Rebamipide reduces amyloid-β 1–42 (Aβ42) production and ameliorates Aβ43-lowered cell viability in cultured SH-SY5Y human neuroblastoma cells

Abstract

Amyloid-beta (Aβ) peptides, Aβ 1–42 (Aβ42) and Aβ43, in particular, have been implicated in the pathophysiology of neurodegenerative disease such as Alzheimer’s disease (AD). Rebamipide (REB), a gastrointestinal protective drug, can cross the blood-brain barrier after oral administration; however, the effects of REB on neuronal cells have not yet been reported. In this study, we investigated the effects of REB on Aβ43-induced cytotoxicity (monomers, 10μM) in cultured SH-SY5Y human neuroblastoma cells. Addition of REB (10–1000nM) into the media partially ameliorated the reduced cell viability observed after Aβ43 treatment, which was determined by the MTT assay. REB reduced the levels of intracellular Aβ oligomers (100–150kDa) that were formed from the exogenous addition of Aβ43 monomers. In addition, REB (30nM) reduced endogenous Aβ42 secretion, which was analyzed by the enzyme-linked immunosorbent assay.
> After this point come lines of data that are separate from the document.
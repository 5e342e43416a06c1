//! Embedded 5x7 bitmap font used when no outline font can be loaded.
//!
//! Glyphs are stored column-major, 5 bytes per glyph, bit 0 = top row. Each glyph occupies a
//! 6x8 cell (one column and one row of spacing) and is scaled by an integer factor derived from
//! the requested font size.

const FIRST: u32 = 0x20;
const LAST: u32 = 0x7e;

/// Glyph drawn for characters outside printable ASCII.
const MISSING: [u8; 5] = [0x7f, 0x41, 0x41, 0x41, 0x7f];

#[rustfmt::skip]
const GLYPHS: [[u8; 5]; (LAST - FIRST + 1) as usize] = [
    [0x00, 0x00, 0x00, 0x00, 0x00], // ' '
    [0x00, 0x00, 0x5f, 0x00, 0x00], // '!'
    [0x00, 0x07, 0x00, 0x07, 0x00], // '"'
    [0x14, 0x7f, 0x14, 0x7f, 0x14], // '#'
    [0x24, 0x2a, 0x7f, 0x2a, 0x12], // '$'
    [0x23, 0x13, 0x08, 0x64, 0x62], // '%'
    [0x36, 0x49, 0x55, 0x22, 0x50], // '&'
    [0x00, 0x05, 0x03, 0x00, 0x00], // '''
    [0x00, 0x1c, 0x22, 0x41, 0x00], // '('
    [0x00, 0x41, 0x22, 0x1c, 0x00], // ')'
    [0x08, 0x2a, 0x1c, 0x2a, 0x08], // '*'
    [0x08, 0x08, 0x3e, 0x08, 0x08], // '+'
    [0x00, 0x50, 0x30, 0x00, 0x00], // ','
    [0x08, 0x08, 0x08, 0x08, 0x08], // '-'
    [0x00, 0x60, 0x60, 0x00, 0x00], // '.'
    [0x20, 0x10, 0x08, 0x04, 0x02], // '/'
    [0x3e, 0x51, 0x49, 0x45, 0x3e], // '0'
    [0x00, 0x42, 0x7f, 0x40, 0x00], // '1'
    [0x42, 0x61, 0x51, 0x49, 0x46], // '2'
    [0x21, 0x41, 0x45, 0x4b, 0x31], // '3'
    [0x18, 0x14, 0x12, 0x7f, 0x10], // '4'
    [0x27, 0x45, 0x45, 0x45, 0x39], // '5'
    [0x3c, 0x4a, 0x49, 0x49, 0x30], // '6'
    [0x01, 0x71, 0x09, 0x05, 0x03], // '7'
    [0x36, 0x49, 0x49, 0x49, 0x36], // '8'
    [0x06, 0x49, 0x49, 0x29, 0x1e], // '9'
    [0x00, 0x36, 0x36, 0x00, 0x00], // ':'
    [0x00, 0x56, 0x36, 0x00, 0x00], // ';'
    [0x08, 0x14, 0x22, 0x41, 0x00], // '<'
    [0x14, 0x14, 0x14, 0x14, 0x14], // '='
    [0x00, 0x41, 0x22, 0x14, 0x08], // '>'
    [0x02, 0x01, 0x51, 0x09, 0x06], // '?'
    [0x32, 0x49, 0x79, 0x41, 0x3e], // '@'
    [0x7e, 0x11, 0x11, 0x11, 0x7e], // 'A'
    [0x7f, 0x49, 0x49, 0x49, 0x36], // 'B'
    [0x3e, 0x41, 0x41, 0x41, 0x22], // 'C'
    [0x7f, 0x41, 0x41, 0x22, 0x1c], // 'D'
    [0x7f, 0x49, 0x49, 0x49, 0x41], // 'E'
    [0x7f, 0x09, 0x09, 0x09, 0x01], // 'F'
    [0x3e, 0x41, 0x49, 0x49, 0x7a], // 'G'
    [0x7f, 0x08, 0x08, 0x08, 0x7f], // 'H'
    [0x00, 0x41, 0x7f, 0x41, 0x00], // 'I'
    [0x20, 0x40, 0x41, 0x3f, 0x01], // 'J'
    [0x7f, 0x08, 0x14, 0x22, 0x41], // 'K'
    [0x7f, 0x40, 0x40, 0x40, 0x40], // 'L'
    [0x7f, 0x02, 0x0c, 0x02, 0x7f], // 'M'
    [0x7f, 0x04, 0x08, 0x10, 0x7f], // 'N'
    [0x3e, 0x41, 0x41, 0x41, 0x3e], // 'O'
    [0x7f, 0x09, 0x09, 0x09, 0x06], // 'P'
    [0x3e, 0x41, 0x51, 0x21, 0x5e], // 'Q'
    [0x7f, 0x09, 0x19, 0x29, 0x46], // 'R'
    [0x46, 0x49, 0x49, 0x49, 0x31], // 'S'
    [0x01, 0x01, 0x7f, 0x01, 0x01], // 'T'
    [0x3f, 0x40, 0x40, 0x40, 0x3f], // 'U'
    [0x1f, 0x20, 0x40, 0x20, 0x1f], // 'V'
    [0x3f, 0x40, 0x38, 0x40, 0x3f], // 'W'
    [0x63, 0x14, 0x08, 0x14, 0x63], // 'X'
    [0x07, 0x08, 0x70, 0x08, 0x07], // 'Y'
    [0x61, 0x51, 0x49, 0x45, 0x43], // 'Z'
    [0x00, 0x7f, 0x41, 0x41, 0x00], // '['
    [0x02, 0x04, 0x08, 0x10, 0x20], // '\'
    [0x00, 0x41, 0x41, 0x7f, 0x00], // ']'
    [0x04, 0x02, 0x01, 0x02, 0x04], // '^'
    [0x40, 0x40, 0x40, 0x40, 0x40], // '_'
    [0x00, 0x01, 0x02, 0x04, 0x00], // '`'
    [0x20, 0x54, 0x54, 0x54, 0x78], // 'a'
    [0x7f, 0x48, 0x44, 0x44, 0x38], // 'b'
    [0x38, 0x44, 0x44, 0x44, 0x20], // 'c'
    [0x38, 0x44, 0x44, 0x48, 0x7f], // 'd'
    [0x38, 0x54, 0x54, 0x54, 0x18], // 'e'
    [0x08, 0x7e, 0x09, 0x01, 0x02], // 'f'
    [0x0c, 0x52, 0x52, 0x52, 0x3e], // 'g'
    [0x7f, 0x08, 0x04, 0x04, 0x78], // 'h'
    [0x00, 0x44, 0x7d, 0x40, 0x00], // 'i'
    [0x20, 0x40, 0x44, 0x3d, 0x00], // 'j'
    [0x7f, 0x10, 0x28, 0x44, 0x00], // 'k'
    [0x00, 0x41, 0x7f, 0x40, 0x00], // 'l'
    [0x7c, 0x04, 0x18, 0x04, 0x78], // 'm'
    [0x7c, 0x08, 0x04, 0x04, 0x78], // 'n'
    [0x38, 0x44, 0x44, 0x44, 0x38], // 'o'
    [0x7c, 0x14, 0x14, 0x14, 0x08], // 'p'
    [0x08, 0x14, 0x14, 0x18, 0x7c], // 'q'
    [0x7c, 0x08, 0x04, 0x04, 0x08], // 'r'
    [0x48, 0x54, 0x54, 0x54, 0x20], // 's'
    [0x04, 0x3f, 0x44, 0x40, 0x20], // 't'
    [0x3c, 0x40, 0x40, 0x20, 0x7c], // 'u'
    [0x1c, 0x20, 0x40, 0x20, 0x1c], // 'v'
    [0x3c, 0x40, 0x30, 0x40, 0x3c], // 'w'
    [0x44, 0x28, 0x10, 0x28, 0x44], // 'x'
    [0x0c, 0x50, 0x50, 0x50, 0x3c], // 'y'
    [0x44, 0x64, 0x54, 0x4c, 0x44], // 'z'
    [0x00, 0x08, 0x36, 0x41, 0x00], // '{'
    [0x00, 0x00, 0x7f, 0x00, 0x00], // '|'
    [0x00, 0x41, 0x36, 0x08, 0x00], // '}'
    [0x08, 0x04, 0x08, 0x10, 0x08], // '~'
];

/// Unscaled glyph cell width (glyph + one spacing column).
pub(crate) const CELL_W: u32 = 6;
/// Unscaled glyph height in rows.
pub(crate) const GLYPH_H: u32 = 7;

/// Column bitmap for `ch`; whitespace maps to the blank glyph.
pub(crate) fn glyph_columns(ch: char) -> [u8; 5] {
    if ch.is_whitespace() {
        return GLYPHS[0];
    }
    let cp = ch as u32;
    if (FIRST..=LAST).contains(&cp) {
        GLYPHS[(cp - FIRST) as usize]
    } else {
        MISSING
    }
}

/// Integer pixel scale for a requested font size (glyph cells are 8 units tall).
pub(crate) fn scale_for_size(size_px: f32) -> u32 {
    if !size_px.is_finite() {
        return 1;
    }
    ((size_px / 8.0).round() as u32).max(1)
}

/// Width in pixels of `text` drawn at `scale`, excluding the trailing spacing column.
pub(crate) fn measure(text: &str, scale: u32) -> u32 {
    let n = text.chars().count() as u32;
    if n == 0 {
        return 0;
    }
    (n * CELL_W - 1) * scale
}

/// Set `255` in `mask` for every lit glyph pixel of `text` with its top-left at `(x0, y0)`.
///
/// `mask` is row-major with `width` columns; out-of-bounds pixels are ignored.
pub(crate) fn draw_line(
    mask: &mut [u8],
    width: u32,
    height: u32,
    text: &str,
    scale: u32,
    x0: i64,
    y0: i64,
) {
    for (i, ch) in text.chars().enumerate() {
        let cols = glyph_columns(ch);
        let cell_x = x0 + (i as i64) * i64::from(CELL_W * scale);
        for (cx, bits) in cols.iter().enumerate() {
            for row in 0..GLYPH_H {
                if bits & (1 << row) == 0 {
                    continue;
                }
                let px = cell_x + (cx as i64) * i64::from(scale);
                let py = y0 + i64::from(row * scale);
                fill_block(mask, width, height, px, py, scale);
            }
        }
    }
}

fn fill_block(mask: &mut [u8], width: u32, height: u32, x: i64, y: i64, size: u32) {
    for yy in y..y + i64::from(size) {
        if yy < 0 || yy >= i64::from(height) {
            continue;
        }
        for xx in x..x + i64::from(size) {
            if xx < 0 || xx >= i64::from(width) {
                continue;
            }
            mask[(yy as usize) * (width as usize) + xx as usize] = 255;
        }
    }
}

/// Square dilation of a binary mask by `radius` pixels.
pub(crate) fn dilate(mask: &[u8], width: u32, height: u32, radius: u32) -> Vec<u8> {
    if radius == 0 {
        return mask.to_vec();
    }
    let w = width as usize;
    let h = height as usize;
    let r = radius as usize;

    // Separable max filter: horizontal then vertical.
    let mut tmp = vec![0u8; mask.len()];
    for y in 0..h {
        let row = &mask[y * w..(y + 1) * w];
        for x in 0..w {
            let lo = x.saturating_sub(r);
            let hi = (x + r).min(w - 1);
            tmp[y * w + x] = row[lo..=hi].iter().copied().max().unwrap_or(0);
        }
    }
    let mut out = vec![0u8; mask.len()];
    for x in 0..w {
        for y in 0..h {
            let lo = y.saturating_sub(r);
            let hi = (y + r).min(h - 1);
            out[y * w + x] = (lo..=hi).map(|yy| tmp[yy * w + x]).max().unwrap_or(0);
        }
    }
    out
}

#[cfg(test)]
#[path = "../../tests/unit/text/builtin.rs"]
mod tests;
Furthermore, REB enhanced the expression of tumor necrosis factor-α-converting enzyme/a disintegrin and metalloproteinase-17, neprilysin, matrix-metalloproteinase-14 (MMP-14)/membrane type-1 MMP, cyclooxygenase-2, and sirtuin 1, even in cells challenged with Aβ43. These results suggest that REB improves the cell viability by inducing genes that regulate Aβ levels and also genes that are cytoprotective. The secondary use of REB may have potential in the prevention of Aβ-mediated diseases, particularly AD.